== DATA EXTRACTS

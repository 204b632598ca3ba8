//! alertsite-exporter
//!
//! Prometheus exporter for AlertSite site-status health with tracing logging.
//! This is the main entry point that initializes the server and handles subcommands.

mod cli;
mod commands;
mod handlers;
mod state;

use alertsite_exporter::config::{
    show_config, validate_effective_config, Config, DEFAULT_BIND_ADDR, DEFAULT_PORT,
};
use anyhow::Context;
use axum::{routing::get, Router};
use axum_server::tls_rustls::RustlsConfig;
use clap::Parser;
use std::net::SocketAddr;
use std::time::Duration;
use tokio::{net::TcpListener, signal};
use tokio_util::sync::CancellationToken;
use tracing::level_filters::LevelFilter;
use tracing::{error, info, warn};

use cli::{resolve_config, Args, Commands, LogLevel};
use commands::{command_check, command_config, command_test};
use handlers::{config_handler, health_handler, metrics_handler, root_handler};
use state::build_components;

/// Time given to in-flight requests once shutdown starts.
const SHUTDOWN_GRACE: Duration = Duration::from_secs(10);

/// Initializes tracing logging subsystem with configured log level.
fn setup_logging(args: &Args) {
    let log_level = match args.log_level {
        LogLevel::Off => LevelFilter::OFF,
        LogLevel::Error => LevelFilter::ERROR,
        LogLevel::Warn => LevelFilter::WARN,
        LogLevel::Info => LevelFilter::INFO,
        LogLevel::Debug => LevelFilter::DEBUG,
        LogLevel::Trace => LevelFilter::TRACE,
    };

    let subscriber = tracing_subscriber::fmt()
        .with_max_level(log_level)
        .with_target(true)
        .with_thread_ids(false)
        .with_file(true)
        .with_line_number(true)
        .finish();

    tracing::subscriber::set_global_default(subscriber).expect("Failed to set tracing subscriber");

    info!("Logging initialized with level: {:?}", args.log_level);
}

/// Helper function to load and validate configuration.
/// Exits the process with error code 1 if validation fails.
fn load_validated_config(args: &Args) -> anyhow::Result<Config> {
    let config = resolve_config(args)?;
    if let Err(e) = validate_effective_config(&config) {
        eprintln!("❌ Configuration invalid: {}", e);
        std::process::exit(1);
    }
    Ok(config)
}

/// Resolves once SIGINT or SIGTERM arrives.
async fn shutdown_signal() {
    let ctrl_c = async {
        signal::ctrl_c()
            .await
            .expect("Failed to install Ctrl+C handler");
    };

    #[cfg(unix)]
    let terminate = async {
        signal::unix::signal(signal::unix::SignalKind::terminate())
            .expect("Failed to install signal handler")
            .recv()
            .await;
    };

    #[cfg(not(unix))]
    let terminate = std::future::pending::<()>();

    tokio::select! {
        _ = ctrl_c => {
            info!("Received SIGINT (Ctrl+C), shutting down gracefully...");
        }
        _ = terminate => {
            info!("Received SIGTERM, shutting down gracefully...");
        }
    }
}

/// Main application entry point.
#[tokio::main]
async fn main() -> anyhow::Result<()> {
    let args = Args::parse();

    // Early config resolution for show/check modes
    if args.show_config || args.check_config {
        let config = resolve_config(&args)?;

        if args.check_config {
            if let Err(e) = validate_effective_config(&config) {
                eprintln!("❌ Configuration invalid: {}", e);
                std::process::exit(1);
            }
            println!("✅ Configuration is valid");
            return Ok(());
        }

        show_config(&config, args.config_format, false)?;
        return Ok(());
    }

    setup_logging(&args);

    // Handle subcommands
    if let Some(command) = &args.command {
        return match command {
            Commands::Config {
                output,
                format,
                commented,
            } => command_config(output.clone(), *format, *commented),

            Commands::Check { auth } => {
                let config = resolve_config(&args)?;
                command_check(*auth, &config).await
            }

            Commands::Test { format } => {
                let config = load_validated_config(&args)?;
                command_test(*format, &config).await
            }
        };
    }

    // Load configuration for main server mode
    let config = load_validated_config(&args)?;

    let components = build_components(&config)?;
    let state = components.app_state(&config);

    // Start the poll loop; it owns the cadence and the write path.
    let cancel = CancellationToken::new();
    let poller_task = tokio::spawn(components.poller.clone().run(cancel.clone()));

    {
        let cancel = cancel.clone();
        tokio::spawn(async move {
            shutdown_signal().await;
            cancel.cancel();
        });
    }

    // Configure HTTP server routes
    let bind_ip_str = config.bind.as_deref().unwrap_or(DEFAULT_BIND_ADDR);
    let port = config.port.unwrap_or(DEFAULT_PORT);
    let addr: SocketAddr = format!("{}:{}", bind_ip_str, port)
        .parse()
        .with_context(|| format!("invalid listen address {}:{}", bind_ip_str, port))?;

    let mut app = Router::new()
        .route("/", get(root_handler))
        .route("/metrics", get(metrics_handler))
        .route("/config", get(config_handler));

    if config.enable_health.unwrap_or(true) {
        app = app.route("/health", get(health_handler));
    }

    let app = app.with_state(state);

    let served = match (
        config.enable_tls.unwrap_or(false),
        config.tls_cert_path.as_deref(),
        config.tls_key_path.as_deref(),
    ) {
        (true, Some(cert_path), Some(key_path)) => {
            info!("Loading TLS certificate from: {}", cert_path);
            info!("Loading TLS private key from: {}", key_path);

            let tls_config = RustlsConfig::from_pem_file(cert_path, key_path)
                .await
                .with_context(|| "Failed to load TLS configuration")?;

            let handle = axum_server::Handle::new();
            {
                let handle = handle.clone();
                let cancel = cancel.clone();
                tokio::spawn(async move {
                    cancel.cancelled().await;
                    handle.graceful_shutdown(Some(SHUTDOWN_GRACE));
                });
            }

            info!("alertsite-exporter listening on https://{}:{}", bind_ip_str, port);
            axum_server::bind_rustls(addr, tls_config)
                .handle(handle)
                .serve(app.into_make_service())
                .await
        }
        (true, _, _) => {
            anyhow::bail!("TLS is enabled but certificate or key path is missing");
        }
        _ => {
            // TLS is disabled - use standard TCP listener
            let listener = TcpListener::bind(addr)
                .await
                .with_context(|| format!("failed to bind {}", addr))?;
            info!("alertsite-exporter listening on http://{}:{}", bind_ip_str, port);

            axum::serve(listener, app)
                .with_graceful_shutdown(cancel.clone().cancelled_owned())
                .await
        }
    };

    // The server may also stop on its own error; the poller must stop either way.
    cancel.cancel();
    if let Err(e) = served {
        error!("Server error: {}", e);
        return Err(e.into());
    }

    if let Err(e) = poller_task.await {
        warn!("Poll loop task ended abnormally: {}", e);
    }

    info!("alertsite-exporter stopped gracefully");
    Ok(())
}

====
== DATA EXTRACTS

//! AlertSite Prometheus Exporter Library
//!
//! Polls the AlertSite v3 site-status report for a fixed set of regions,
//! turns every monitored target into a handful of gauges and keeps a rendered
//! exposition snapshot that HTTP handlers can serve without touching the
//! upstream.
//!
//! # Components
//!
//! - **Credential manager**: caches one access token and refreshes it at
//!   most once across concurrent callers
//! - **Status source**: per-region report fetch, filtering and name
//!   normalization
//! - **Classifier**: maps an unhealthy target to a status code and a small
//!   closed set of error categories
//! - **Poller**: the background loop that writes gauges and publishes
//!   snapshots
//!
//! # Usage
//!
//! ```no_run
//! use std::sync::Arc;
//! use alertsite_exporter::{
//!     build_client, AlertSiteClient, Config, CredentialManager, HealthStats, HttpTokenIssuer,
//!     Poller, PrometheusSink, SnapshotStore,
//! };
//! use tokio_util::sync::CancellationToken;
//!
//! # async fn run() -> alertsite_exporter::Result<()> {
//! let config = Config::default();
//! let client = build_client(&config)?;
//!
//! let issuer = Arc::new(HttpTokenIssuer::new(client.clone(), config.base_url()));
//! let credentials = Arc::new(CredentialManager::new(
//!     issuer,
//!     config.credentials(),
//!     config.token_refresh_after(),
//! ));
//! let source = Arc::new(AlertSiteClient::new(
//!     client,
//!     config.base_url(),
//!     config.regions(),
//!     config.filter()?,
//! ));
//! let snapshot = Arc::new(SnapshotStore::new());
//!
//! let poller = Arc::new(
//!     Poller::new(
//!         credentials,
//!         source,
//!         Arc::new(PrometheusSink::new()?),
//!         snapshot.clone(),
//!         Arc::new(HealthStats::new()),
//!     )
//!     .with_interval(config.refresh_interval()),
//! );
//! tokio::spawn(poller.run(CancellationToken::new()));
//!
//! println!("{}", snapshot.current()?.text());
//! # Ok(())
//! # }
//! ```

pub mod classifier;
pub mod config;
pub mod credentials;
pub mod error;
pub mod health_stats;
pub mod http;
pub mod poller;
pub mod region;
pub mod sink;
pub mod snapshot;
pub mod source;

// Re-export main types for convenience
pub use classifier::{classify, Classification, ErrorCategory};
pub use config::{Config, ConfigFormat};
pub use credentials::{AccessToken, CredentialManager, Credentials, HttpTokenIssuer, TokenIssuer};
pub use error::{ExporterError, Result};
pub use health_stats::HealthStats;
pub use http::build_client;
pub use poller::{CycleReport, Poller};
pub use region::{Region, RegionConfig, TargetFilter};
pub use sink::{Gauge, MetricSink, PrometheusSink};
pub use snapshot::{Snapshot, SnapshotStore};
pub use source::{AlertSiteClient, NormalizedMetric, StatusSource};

====
== DATA EXTRACTS

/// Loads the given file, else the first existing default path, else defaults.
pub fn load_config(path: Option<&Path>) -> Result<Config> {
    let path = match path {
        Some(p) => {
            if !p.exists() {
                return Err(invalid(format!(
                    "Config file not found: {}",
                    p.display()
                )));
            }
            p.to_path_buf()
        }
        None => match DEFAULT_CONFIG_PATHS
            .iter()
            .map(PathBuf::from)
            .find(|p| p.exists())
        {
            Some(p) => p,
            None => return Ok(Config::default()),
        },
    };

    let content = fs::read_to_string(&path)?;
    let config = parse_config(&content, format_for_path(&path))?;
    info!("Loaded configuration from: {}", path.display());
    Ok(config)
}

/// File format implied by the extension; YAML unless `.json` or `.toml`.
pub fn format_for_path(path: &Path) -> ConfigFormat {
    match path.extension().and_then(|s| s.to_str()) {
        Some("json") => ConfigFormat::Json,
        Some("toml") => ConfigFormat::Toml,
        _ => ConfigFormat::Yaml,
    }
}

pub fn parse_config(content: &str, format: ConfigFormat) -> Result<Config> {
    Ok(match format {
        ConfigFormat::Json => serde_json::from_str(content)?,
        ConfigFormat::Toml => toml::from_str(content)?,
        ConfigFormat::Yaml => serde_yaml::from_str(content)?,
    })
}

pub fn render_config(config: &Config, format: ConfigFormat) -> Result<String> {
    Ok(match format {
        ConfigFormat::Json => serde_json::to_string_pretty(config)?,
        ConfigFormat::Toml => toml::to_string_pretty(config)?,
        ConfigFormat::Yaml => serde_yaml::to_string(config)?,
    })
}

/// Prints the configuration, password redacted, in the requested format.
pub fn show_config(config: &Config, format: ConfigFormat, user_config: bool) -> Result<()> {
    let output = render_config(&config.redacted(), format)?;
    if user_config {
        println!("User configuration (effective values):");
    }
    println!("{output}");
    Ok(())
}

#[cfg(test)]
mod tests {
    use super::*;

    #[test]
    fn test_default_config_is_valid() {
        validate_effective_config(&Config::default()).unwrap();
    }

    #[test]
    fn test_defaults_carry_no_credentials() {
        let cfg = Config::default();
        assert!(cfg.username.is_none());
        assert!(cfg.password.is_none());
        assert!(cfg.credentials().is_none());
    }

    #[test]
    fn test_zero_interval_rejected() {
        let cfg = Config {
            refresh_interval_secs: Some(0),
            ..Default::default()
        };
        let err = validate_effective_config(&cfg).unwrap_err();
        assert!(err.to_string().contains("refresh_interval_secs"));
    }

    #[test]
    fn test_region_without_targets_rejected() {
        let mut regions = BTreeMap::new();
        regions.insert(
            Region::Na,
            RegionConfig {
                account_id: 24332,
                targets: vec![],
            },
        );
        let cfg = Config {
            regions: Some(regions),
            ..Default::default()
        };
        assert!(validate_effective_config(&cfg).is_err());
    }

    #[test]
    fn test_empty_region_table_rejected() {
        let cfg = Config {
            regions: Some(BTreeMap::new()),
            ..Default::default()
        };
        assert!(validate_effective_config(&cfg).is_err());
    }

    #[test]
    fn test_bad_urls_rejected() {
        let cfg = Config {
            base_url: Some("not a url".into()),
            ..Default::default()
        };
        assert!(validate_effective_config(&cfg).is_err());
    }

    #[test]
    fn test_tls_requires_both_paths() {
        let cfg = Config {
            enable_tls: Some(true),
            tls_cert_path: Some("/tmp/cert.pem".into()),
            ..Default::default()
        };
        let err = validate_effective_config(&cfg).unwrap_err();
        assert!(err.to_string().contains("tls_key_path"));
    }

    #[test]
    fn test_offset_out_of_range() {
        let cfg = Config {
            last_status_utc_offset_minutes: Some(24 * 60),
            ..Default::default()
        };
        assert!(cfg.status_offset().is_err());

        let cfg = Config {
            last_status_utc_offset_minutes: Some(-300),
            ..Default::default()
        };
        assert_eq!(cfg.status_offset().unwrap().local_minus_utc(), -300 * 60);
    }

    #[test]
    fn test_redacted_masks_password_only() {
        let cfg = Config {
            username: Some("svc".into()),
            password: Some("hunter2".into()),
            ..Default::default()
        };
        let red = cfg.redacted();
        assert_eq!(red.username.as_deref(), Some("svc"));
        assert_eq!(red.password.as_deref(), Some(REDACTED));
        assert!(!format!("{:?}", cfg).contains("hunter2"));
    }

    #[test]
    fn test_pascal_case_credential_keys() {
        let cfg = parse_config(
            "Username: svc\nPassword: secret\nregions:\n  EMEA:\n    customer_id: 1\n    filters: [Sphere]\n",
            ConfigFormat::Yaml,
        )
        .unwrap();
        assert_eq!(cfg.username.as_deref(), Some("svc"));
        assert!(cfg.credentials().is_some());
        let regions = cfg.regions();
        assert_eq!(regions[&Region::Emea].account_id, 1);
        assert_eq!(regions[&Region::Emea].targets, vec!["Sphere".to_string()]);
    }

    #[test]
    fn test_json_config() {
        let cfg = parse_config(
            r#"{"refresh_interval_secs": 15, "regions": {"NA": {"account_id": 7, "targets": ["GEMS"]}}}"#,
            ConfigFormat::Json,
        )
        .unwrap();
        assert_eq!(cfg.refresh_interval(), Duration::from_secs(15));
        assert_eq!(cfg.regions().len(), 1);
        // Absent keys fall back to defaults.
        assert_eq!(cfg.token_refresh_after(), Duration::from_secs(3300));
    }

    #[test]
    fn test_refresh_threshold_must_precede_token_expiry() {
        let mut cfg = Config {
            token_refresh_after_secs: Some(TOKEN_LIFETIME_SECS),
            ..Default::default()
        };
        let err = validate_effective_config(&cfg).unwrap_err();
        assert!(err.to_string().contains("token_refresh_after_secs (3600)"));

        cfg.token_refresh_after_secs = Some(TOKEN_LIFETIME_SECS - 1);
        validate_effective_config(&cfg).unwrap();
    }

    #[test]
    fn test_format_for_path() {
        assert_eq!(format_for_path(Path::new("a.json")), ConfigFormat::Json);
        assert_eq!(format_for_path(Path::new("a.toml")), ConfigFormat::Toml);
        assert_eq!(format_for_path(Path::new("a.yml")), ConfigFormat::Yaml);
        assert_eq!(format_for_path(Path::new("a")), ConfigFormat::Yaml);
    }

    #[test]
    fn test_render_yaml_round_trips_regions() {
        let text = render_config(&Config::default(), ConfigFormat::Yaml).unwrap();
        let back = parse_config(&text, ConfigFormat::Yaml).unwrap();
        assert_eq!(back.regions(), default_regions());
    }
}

====

- WHAT THE TASK ASKS -
Please output exactly the lines between the one holding "repository 204b632598ca3ba8" and the one holding "async fn shutdown_signal()" in the records above, inclusive, and nothing more.

- ANSWER SPACE -
repository 204b632598ca3ba8
//! alertsite-exporter
//!
//! Prometheus exporter for AlertSite site-status health with tracing logging.
//! This is the main entry point that initializes the server and handles subcommands.

mod cli;
mod commands;
mod handlers;
mod state;

use alertsite_exporter::config::{
    show_config, validate_effective_config, Config, DEFAULT_BIND_ADDR, DEFAULT_PORT,
};
use anyhow::Context;
use axum::{routing::get, Router};
use axum_server::tls_rustls::RustlsConfig;
use clap::Parser;
use std::net::SocketAddr;
use std::time::Duration;
use tokio::{net::TcpListener, signal};
use tokio_util::sync::CancellationToken;
use tracing::level_filters::LevelFilter;
use tracing::{error, info, warn};

use cli::{resolve_config, Args, Commands, LogLevel};
use commands::{command_check, command_config, command_test};
use handlers::{config_handler, health_handler, metrics_handler, root_handler};
use state::build_components;

/// Time given to in-flight requests once shutdown starts.
const SHUTDOWN_GRACE: Duration = Duration::from_secs(10);

/// Initializes tracing logging subsystem with configured log level.
fn setup_logging(args: &Args) {
    let log_level = match args.log_level {
        LogLevel::Off => LevelFilter::OFF,
        LogLevel::Error => LevelFilter::ERROR,
        LogLevel::Warn => LevelFilter::WARN,
        LogLevel::Info => LevelFilter::INFO,
        LogLevel::Debug => LevelFilter::DEBUG,
        LogLevel::Trace => LevelFilter::TRACE,
    };

    let subscriber = tracing_subscriber::fmt()
        .with_max_level(log_level)
        .with_target(true)
        .with_thread_ids(false)
        .with_file(true)
        .with_line_number(true)
        .finish();

    tracing::subscriber::set_global_default(subscriber).expect("Failed to set tracing subscriber");

    info!("Logging initialized with level: {:?}", args.log_level);
}

/// Helper function to load and validate configuration.
/// Exits the process with error code 1 if validation fails.
fn load_validated_config(args: &Args) -> anyhow::Result<Config> {
    let config = resolve_config(args)?;
    if let Err(e) = validate_effective_config(&config) {
        eprintln!("❌ Configuration invalid: {}", e);
        std::process::exit(1);
    }
    Ok(config)
}

/// Resolves once SIGINT or SIGTERM arrives.
async fn shutdown_signal() {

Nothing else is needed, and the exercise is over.